* _GIVEN DATA_
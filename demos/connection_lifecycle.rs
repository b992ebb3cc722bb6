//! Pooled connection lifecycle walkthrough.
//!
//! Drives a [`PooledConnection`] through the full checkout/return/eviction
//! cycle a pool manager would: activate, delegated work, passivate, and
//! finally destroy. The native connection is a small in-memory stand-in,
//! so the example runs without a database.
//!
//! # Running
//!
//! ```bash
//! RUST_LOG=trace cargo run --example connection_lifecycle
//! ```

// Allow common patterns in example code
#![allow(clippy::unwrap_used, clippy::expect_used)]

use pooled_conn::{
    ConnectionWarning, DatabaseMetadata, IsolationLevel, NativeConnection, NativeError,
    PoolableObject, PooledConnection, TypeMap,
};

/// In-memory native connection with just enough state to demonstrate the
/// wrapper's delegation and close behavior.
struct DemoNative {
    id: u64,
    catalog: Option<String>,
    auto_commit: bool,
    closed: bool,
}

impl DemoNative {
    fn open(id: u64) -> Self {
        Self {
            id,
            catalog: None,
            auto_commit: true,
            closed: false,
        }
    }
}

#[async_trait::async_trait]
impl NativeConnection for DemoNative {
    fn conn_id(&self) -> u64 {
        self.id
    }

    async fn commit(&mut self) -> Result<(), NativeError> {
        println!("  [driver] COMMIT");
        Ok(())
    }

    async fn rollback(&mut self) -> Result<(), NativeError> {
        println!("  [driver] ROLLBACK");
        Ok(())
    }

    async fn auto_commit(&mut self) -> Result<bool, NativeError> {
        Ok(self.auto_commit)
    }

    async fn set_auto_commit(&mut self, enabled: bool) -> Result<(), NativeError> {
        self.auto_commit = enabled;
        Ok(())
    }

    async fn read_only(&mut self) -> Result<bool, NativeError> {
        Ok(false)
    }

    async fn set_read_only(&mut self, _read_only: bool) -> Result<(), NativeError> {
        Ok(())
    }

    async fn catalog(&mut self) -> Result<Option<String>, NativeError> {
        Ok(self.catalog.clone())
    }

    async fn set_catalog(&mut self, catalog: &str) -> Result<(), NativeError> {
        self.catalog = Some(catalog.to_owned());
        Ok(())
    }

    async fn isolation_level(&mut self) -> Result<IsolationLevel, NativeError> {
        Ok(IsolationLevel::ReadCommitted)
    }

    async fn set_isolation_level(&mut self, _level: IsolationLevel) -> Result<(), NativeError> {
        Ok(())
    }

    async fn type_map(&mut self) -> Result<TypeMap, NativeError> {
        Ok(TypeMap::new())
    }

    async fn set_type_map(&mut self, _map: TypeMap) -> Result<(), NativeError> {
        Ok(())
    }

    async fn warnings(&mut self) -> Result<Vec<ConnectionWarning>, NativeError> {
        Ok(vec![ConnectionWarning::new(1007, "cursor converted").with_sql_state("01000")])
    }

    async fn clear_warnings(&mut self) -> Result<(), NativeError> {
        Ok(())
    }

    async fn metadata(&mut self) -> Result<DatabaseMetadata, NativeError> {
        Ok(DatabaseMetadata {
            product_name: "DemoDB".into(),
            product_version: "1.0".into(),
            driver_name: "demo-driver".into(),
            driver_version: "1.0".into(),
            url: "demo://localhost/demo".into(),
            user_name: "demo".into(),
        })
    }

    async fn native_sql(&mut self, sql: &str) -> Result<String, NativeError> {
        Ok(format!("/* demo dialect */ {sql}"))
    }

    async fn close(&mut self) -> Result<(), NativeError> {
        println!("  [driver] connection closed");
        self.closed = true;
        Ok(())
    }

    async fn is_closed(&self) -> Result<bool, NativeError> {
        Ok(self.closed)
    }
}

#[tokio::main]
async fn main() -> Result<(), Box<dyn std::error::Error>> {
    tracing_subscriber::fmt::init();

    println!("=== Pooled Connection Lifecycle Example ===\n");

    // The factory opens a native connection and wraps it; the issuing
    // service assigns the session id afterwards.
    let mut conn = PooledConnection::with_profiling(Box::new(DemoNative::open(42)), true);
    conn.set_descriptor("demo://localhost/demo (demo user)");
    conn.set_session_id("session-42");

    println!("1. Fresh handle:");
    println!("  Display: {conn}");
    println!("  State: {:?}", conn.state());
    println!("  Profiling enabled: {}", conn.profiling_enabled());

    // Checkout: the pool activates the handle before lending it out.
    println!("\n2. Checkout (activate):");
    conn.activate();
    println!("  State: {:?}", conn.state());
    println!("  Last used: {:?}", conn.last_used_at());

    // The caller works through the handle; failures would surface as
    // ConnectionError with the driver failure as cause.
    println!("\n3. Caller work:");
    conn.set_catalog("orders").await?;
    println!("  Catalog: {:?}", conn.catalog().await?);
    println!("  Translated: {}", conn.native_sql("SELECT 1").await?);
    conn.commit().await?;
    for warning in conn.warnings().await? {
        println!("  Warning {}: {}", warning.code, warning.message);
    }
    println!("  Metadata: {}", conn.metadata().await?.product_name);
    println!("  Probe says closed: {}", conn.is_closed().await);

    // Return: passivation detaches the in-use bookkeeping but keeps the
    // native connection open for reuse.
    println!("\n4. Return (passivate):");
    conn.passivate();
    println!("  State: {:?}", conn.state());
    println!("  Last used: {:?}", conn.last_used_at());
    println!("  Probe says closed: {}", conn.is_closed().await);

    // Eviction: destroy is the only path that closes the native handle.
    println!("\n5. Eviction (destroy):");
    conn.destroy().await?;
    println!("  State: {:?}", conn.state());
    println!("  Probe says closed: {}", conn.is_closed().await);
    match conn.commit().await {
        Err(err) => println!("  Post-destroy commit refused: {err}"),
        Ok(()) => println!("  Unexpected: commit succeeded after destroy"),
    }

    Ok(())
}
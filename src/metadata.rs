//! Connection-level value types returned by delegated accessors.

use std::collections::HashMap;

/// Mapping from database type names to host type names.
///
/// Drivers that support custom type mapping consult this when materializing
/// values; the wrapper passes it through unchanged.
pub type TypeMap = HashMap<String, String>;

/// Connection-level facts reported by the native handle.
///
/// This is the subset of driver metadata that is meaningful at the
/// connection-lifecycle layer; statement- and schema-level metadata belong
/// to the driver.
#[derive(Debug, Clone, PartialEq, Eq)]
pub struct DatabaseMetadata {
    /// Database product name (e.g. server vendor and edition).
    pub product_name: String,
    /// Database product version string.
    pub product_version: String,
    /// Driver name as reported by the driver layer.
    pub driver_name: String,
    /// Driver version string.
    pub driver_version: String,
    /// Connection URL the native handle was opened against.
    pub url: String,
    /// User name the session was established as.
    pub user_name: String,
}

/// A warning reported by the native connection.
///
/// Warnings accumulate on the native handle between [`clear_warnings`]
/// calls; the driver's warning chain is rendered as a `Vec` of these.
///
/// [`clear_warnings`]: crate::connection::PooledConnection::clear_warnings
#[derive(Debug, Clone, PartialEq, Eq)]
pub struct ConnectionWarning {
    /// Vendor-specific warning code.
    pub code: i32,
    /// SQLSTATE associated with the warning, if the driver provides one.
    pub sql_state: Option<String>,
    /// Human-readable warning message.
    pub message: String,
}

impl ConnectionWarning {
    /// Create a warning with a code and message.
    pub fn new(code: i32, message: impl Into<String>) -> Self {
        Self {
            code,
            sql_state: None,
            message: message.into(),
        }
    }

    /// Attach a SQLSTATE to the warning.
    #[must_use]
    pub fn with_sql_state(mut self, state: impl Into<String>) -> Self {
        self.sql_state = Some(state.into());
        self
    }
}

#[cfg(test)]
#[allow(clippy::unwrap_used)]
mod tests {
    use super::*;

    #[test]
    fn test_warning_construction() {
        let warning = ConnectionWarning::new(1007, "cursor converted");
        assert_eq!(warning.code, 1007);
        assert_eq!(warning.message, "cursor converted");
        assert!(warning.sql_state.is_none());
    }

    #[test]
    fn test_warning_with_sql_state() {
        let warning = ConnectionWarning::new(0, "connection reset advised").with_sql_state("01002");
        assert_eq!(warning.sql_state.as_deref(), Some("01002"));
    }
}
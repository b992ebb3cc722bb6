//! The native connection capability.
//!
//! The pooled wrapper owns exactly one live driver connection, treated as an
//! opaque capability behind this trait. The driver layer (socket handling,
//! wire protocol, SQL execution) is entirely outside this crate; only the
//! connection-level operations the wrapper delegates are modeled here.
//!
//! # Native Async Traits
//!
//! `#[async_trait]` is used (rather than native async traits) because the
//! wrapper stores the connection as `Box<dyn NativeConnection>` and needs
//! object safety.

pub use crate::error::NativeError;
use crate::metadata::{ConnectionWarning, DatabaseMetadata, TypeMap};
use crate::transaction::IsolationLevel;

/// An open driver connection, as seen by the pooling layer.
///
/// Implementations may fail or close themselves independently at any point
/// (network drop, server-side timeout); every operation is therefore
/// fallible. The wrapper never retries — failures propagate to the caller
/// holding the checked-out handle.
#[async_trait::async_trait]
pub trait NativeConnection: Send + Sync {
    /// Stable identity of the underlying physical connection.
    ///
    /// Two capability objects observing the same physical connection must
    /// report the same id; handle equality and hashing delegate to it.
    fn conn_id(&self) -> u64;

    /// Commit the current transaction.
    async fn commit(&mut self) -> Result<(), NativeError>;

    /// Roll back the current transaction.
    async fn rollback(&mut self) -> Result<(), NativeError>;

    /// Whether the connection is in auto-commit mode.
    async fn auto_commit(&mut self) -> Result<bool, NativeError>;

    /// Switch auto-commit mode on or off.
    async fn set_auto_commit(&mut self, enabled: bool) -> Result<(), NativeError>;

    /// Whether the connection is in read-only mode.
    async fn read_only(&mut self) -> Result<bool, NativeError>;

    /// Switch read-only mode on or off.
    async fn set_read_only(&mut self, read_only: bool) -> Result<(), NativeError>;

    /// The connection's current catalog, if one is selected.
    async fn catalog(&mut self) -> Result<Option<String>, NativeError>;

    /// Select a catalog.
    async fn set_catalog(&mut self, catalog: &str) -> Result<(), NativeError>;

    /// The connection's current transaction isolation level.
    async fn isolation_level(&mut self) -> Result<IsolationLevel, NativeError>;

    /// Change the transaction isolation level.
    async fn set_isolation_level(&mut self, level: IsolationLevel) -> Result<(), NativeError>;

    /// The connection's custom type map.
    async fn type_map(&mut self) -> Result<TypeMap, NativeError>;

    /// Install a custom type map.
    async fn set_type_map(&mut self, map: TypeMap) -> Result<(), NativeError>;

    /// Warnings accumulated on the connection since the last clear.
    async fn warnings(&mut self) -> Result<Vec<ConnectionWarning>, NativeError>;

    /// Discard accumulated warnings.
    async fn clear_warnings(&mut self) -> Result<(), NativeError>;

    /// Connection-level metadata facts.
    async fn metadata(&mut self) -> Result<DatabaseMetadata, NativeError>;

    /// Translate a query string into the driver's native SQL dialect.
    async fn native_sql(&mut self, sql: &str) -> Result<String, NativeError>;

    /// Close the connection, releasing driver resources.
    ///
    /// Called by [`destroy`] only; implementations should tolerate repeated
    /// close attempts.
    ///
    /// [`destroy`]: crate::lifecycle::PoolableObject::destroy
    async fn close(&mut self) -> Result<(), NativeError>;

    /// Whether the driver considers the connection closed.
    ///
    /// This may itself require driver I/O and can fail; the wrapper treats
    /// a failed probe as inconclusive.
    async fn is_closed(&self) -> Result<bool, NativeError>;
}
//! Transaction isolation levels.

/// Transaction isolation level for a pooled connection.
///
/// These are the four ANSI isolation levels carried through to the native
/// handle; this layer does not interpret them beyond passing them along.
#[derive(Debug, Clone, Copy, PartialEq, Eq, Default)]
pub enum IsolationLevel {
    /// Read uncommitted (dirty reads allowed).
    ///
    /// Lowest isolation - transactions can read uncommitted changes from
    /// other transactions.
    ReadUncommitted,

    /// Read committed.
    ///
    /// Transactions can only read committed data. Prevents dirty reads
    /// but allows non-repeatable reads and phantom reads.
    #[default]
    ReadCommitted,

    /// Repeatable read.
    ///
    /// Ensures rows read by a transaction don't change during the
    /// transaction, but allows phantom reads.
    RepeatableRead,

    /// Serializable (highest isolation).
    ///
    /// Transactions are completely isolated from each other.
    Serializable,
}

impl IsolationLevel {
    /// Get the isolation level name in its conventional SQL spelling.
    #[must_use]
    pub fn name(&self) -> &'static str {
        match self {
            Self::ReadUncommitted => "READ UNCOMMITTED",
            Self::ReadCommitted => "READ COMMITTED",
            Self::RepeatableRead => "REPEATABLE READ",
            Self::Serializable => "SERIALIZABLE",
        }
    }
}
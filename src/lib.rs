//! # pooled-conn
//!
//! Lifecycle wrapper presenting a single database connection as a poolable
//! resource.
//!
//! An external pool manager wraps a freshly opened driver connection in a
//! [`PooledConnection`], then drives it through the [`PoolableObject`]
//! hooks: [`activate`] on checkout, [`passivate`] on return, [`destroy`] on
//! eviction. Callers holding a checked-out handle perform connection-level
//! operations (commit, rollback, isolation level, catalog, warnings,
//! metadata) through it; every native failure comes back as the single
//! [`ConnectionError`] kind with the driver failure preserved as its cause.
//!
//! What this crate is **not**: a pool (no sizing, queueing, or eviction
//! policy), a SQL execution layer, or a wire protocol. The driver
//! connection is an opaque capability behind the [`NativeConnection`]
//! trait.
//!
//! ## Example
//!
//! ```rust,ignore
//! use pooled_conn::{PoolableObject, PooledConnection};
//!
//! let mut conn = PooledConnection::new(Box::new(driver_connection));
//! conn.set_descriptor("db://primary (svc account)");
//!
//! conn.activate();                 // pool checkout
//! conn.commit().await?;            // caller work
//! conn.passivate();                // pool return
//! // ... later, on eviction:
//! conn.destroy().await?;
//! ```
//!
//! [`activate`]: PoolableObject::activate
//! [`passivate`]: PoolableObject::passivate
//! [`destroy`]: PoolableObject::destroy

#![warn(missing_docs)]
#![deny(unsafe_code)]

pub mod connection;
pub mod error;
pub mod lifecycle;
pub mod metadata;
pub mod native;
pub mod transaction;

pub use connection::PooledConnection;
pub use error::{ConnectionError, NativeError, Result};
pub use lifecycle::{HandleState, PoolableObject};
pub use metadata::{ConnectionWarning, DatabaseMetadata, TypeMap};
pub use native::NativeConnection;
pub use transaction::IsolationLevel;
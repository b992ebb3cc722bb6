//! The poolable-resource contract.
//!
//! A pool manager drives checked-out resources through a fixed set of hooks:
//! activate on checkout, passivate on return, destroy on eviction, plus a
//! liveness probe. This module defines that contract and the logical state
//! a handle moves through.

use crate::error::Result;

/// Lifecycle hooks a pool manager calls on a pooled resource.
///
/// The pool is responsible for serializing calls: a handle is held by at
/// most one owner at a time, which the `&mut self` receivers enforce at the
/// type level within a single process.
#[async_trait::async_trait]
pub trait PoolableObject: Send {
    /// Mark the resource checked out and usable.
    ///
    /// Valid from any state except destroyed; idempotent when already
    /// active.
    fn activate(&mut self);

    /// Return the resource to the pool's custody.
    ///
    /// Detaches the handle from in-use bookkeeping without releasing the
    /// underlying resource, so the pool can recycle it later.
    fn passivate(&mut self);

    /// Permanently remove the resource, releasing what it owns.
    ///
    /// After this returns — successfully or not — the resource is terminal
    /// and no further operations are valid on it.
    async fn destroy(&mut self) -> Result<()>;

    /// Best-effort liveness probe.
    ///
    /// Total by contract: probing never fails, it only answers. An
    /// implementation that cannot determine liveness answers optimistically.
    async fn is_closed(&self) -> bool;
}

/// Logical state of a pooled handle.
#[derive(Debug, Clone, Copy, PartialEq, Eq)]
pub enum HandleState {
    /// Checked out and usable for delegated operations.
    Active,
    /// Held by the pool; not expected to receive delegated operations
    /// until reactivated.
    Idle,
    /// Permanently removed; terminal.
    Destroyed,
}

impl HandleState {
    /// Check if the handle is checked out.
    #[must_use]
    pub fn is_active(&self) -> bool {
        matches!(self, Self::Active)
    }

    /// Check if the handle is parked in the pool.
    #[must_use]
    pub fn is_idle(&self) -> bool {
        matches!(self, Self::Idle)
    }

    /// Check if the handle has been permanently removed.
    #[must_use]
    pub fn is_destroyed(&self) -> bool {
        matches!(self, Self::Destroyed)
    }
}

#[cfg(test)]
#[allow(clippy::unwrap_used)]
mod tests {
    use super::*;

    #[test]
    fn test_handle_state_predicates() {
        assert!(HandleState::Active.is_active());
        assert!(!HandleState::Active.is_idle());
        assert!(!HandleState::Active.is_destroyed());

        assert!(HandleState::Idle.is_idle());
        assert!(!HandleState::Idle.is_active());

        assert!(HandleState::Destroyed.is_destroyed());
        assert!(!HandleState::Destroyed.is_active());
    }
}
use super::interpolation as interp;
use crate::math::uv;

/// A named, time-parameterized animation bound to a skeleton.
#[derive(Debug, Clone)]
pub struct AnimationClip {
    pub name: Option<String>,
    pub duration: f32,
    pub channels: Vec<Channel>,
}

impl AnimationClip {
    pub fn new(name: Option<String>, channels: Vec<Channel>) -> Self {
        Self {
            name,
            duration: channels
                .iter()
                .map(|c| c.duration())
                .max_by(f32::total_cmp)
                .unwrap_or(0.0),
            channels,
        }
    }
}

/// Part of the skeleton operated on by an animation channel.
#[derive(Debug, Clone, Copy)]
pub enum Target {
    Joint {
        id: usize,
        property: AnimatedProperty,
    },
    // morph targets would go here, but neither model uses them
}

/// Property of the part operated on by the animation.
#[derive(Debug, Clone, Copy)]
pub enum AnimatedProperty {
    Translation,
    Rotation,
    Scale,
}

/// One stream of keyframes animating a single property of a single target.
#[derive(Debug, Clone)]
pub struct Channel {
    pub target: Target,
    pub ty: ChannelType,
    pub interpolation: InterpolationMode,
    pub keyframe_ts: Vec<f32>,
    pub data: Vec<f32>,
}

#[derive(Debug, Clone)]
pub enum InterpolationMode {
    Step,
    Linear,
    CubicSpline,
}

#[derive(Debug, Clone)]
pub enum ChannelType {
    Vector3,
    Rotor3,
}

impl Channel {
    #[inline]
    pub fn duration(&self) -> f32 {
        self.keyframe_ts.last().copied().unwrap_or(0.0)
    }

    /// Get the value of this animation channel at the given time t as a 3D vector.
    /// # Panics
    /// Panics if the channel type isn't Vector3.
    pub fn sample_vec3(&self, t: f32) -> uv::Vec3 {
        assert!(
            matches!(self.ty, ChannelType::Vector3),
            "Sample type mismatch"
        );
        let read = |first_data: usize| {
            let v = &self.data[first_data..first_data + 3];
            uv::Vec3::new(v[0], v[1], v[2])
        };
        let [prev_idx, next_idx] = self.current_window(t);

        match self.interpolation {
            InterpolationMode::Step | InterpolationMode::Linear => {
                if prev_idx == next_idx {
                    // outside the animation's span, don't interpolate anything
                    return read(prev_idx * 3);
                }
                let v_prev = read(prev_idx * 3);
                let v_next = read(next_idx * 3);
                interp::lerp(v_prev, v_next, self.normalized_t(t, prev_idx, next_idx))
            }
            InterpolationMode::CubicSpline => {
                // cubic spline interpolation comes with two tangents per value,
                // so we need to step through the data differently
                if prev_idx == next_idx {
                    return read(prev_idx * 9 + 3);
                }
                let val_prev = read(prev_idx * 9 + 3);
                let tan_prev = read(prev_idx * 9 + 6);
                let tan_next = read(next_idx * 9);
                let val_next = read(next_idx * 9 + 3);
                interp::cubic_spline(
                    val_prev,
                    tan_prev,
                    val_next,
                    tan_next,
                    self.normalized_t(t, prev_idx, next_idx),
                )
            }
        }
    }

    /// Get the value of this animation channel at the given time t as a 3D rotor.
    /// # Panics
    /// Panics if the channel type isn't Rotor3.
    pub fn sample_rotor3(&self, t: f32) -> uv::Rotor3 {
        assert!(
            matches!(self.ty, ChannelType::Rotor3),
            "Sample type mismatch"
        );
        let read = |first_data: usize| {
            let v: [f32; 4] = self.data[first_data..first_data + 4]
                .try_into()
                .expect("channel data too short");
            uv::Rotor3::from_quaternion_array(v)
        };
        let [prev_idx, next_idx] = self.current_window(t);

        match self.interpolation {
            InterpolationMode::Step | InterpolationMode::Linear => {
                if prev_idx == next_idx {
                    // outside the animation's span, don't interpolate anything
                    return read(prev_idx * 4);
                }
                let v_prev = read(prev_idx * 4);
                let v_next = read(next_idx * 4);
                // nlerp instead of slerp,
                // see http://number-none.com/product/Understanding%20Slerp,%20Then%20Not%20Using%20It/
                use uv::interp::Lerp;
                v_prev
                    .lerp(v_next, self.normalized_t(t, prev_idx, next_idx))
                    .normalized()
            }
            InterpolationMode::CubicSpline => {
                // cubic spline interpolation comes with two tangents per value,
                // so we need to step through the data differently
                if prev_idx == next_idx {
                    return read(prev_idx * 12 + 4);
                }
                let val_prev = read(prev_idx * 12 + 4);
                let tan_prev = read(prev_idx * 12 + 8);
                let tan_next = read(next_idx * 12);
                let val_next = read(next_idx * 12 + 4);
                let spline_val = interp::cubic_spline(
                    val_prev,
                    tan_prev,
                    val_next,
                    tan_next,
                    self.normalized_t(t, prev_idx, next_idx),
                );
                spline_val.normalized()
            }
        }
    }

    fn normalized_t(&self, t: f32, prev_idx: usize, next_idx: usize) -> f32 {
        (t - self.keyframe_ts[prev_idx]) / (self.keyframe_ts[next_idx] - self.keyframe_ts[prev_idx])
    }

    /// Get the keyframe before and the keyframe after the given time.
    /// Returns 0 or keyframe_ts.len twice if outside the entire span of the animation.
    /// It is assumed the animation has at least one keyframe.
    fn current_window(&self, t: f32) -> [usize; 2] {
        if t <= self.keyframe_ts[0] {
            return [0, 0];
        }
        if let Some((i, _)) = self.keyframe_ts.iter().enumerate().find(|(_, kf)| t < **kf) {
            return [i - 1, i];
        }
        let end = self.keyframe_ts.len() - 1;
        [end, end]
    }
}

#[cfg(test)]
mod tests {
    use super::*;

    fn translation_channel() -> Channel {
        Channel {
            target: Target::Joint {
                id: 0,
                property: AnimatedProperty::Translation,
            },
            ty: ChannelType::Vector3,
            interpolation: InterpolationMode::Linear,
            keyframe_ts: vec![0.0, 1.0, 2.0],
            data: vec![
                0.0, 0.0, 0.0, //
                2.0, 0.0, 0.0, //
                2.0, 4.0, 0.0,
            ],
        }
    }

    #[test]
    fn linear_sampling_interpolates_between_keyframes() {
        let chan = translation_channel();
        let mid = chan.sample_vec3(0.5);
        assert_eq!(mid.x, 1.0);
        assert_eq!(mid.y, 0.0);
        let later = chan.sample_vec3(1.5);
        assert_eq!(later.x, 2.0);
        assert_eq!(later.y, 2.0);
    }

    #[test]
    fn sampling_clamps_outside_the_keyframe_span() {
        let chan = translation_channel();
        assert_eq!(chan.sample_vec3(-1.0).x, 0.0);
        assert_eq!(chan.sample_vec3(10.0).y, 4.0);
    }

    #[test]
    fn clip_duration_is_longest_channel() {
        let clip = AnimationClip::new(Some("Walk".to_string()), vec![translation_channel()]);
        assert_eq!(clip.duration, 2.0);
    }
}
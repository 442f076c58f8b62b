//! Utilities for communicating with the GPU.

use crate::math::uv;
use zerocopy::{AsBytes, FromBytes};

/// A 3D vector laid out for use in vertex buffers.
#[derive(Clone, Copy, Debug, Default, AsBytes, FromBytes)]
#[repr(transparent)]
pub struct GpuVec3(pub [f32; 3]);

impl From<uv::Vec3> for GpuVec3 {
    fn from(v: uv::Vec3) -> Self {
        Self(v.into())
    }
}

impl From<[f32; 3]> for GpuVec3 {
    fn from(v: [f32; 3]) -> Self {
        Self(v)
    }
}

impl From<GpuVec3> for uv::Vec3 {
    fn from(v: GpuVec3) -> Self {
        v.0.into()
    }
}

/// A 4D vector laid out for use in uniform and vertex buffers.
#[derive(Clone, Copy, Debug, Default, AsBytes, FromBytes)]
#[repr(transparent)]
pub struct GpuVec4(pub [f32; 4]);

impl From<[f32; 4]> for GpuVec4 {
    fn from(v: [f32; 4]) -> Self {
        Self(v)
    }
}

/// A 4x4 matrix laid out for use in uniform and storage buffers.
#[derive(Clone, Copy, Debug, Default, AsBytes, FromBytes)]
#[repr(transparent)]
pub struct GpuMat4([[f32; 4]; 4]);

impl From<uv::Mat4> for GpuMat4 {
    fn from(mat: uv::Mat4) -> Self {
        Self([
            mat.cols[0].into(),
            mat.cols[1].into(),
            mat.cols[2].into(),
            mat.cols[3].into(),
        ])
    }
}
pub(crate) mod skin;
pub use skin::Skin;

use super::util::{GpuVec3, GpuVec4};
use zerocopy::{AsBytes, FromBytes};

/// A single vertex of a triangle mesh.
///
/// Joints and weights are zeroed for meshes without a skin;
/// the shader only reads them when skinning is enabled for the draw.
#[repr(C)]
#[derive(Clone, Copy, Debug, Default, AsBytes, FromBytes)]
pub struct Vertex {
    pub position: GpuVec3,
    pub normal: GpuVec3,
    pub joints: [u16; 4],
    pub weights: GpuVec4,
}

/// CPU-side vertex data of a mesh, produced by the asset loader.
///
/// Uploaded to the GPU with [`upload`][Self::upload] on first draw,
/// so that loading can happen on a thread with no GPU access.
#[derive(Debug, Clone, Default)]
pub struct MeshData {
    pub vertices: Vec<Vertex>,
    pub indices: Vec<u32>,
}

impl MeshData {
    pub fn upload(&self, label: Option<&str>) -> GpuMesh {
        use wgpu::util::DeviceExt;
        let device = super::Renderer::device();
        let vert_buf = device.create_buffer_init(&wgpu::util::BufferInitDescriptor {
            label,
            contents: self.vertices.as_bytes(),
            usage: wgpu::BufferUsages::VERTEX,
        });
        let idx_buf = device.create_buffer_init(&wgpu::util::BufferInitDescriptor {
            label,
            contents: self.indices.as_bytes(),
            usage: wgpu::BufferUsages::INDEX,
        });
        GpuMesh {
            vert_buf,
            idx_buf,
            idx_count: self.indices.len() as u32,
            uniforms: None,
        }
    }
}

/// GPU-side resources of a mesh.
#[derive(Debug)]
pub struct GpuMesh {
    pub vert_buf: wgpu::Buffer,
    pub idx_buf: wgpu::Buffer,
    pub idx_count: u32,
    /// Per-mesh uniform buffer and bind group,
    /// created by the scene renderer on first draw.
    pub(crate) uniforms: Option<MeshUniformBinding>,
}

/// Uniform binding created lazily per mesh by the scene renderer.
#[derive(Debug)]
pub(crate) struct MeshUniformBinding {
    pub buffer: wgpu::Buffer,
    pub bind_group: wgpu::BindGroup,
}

* _PROMPT_
Taking the line with "async fn set_isolation_level(&mut self, level: IsolationLevel)" as the first and the line with "native SQL dialect." as the last, retype that stretch of the data above exactly, with no other lines.

* _RESPONSE TO THIS TASK_
    async fn set_isolation_level(&mut self, level: IsolationLevel) -> Result<(), NativeError>;

    /// The connection's custom type map.
    async fn type_map(&mut self) -> Result<TypeMap, NativeError>;

    /// Install a custom type map.
    async fn set_type_map(&mut self, map: TypeMap) -> Result<(), NativeError>;

    /// Warnings accumulated on the connection since the last clear.
    async fn warnings(&mut self) -> Result<Vec<ConnectionWarning>, NativeError>;

    /// Discard accumulated warnings.
    async fn clear_warnings(&mut self) -> Result<(), NativeError>;

    /// Connection-level metadata facts.
    async fn metadata(&mut self) -> Result<DatabaseMetadata, NativeError>;

    /// Translate a query string into the driver's native SQL dialect.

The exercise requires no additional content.